• [TASK DESCRIPTION]: Every line containing the string "format" is to be copied from the records.

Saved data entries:
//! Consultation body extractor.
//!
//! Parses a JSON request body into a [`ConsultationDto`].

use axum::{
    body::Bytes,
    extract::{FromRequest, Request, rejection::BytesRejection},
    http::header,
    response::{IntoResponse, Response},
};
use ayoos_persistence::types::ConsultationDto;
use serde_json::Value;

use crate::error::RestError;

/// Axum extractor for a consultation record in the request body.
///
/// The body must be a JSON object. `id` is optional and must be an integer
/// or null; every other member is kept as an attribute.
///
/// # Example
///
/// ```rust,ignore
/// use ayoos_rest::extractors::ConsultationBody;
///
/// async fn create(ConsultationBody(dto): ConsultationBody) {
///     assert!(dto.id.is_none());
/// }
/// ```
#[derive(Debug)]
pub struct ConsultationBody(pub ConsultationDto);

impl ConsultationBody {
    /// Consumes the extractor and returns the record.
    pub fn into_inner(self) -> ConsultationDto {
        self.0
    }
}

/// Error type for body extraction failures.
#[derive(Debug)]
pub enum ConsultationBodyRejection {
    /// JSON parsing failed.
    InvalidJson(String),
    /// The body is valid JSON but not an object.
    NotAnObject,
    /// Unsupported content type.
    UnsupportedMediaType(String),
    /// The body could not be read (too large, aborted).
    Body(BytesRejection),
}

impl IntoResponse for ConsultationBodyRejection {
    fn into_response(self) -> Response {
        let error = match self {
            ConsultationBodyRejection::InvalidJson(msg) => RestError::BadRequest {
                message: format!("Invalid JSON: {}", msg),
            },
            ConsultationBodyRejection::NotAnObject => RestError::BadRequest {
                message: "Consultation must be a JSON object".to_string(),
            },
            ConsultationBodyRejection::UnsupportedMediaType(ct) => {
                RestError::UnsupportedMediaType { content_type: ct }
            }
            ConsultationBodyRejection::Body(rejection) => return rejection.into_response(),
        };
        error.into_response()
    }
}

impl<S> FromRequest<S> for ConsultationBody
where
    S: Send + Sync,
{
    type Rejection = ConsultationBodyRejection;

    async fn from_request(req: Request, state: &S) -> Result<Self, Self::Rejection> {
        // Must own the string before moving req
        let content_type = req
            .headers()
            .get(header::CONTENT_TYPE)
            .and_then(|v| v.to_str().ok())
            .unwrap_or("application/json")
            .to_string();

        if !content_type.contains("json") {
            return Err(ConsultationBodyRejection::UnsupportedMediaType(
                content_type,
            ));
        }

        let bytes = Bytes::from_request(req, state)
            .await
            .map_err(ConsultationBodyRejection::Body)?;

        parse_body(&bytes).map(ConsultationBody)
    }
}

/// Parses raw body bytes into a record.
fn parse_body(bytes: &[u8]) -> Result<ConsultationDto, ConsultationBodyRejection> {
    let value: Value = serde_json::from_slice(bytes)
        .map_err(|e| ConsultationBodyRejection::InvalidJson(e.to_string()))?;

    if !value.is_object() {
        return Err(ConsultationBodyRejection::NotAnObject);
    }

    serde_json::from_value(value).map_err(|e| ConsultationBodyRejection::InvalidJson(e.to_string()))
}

* * *

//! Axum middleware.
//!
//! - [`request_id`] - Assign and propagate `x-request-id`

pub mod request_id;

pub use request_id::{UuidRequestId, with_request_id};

---

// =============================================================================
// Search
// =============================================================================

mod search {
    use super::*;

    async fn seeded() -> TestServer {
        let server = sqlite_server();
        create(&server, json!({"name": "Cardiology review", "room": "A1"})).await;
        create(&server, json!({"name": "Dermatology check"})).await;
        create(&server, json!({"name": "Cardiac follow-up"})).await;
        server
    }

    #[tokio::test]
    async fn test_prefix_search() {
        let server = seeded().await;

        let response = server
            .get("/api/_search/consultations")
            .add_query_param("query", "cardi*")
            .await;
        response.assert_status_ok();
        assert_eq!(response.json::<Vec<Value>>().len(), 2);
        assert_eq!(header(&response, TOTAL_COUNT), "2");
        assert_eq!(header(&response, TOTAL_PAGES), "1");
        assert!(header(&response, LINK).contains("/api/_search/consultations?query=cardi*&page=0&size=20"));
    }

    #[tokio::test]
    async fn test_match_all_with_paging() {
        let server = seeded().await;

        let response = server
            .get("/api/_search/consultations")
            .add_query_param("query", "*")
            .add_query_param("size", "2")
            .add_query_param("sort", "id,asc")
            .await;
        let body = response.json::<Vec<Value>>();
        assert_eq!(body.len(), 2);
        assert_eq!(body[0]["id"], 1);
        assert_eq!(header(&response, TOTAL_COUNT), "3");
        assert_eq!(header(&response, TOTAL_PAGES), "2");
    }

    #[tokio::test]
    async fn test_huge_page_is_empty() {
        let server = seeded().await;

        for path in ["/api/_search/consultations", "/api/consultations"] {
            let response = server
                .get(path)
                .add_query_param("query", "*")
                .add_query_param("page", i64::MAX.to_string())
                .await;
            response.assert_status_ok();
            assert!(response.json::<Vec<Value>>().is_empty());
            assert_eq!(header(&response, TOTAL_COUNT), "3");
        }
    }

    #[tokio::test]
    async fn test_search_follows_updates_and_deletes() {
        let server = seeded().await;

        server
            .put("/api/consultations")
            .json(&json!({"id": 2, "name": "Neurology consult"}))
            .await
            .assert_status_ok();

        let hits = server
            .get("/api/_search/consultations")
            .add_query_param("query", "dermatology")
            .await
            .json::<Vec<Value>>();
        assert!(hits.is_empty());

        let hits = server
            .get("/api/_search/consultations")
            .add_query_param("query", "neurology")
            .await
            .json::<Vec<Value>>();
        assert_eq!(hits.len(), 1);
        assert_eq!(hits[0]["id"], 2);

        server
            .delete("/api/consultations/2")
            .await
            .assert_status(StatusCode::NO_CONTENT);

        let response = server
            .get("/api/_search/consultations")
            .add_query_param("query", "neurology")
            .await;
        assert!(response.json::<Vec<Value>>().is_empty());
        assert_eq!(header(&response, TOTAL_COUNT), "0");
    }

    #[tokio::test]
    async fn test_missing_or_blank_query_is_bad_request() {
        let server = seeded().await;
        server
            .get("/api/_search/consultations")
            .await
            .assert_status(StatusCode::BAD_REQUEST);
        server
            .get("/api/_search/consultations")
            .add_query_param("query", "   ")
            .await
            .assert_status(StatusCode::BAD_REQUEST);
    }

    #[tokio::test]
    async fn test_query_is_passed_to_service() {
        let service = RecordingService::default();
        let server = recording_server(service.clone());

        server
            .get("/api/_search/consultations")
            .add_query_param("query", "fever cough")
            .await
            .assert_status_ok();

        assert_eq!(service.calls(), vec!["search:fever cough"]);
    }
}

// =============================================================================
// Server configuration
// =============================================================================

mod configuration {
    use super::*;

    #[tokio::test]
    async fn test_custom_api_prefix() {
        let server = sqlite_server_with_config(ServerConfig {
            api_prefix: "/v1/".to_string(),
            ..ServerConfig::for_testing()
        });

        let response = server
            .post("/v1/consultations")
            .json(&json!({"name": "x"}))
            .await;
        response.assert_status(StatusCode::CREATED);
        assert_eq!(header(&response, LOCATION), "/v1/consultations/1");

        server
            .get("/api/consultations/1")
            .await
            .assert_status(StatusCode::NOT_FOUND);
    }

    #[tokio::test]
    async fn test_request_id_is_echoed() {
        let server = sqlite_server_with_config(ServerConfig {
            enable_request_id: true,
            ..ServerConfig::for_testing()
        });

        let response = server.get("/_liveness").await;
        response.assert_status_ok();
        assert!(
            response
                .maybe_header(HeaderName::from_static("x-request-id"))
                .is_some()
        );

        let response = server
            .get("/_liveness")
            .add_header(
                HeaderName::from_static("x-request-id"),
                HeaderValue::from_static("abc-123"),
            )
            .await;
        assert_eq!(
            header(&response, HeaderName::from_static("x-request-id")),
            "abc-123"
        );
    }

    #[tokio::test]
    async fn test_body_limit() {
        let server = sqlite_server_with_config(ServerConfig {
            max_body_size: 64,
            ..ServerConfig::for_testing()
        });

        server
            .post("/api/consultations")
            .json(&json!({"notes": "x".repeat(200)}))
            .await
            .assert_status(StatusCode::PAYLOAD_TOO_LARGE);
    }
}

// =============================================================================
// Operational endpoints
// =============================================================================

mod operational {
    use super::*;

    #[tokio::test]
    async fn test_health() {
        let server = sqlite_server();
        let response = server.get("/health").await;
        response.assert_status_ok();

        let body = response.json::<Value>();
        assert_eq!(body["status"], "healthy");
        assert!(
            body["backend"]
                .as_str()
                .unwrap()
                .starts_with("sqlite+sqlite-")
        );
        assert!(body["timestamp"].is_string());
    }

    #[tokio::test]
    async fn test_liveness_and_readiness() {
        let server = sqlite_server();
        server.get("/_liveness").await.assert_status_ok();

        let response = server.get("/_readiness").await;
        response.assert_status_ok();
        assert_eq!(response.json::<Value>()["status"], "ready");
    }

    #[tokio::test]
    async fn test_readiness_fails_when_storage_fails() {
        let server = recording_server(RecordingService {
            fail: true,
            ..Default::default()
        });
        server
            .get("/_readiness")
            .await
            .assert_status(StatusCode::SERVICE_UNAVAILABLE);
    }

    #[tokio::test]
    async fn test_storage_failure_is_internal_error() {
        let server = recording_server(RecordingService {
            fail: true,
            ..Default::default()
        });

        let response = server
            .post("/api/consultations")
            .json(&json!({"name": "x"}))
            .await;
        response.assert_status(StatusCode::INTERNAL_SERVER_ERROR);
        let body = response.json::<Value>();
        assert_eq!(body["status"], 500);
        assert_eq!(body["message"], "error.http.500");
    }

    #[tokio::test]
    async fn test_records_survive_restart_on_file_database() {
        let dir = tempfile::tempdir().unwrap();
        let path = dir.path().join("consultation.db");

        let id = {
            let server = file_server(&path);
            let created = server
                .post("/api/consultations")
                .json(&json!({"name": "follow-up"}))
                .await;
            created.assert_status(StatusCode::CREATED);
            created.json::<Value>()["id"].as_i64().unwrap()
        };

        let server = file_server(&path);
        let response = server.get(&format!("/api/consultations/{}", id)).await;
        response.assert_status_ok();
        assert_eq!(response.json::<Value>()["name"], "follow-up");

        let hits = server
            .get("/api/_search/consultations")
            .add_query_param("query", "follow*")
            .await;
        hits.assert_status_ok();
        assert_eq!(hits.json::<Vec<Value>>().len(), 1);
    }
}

• [EXERCISE SOLUTION]:
                message: format!("Invalid JSON: {}", msg),
        let response = server.get(&format!("/api/consultations/{}", id)).await;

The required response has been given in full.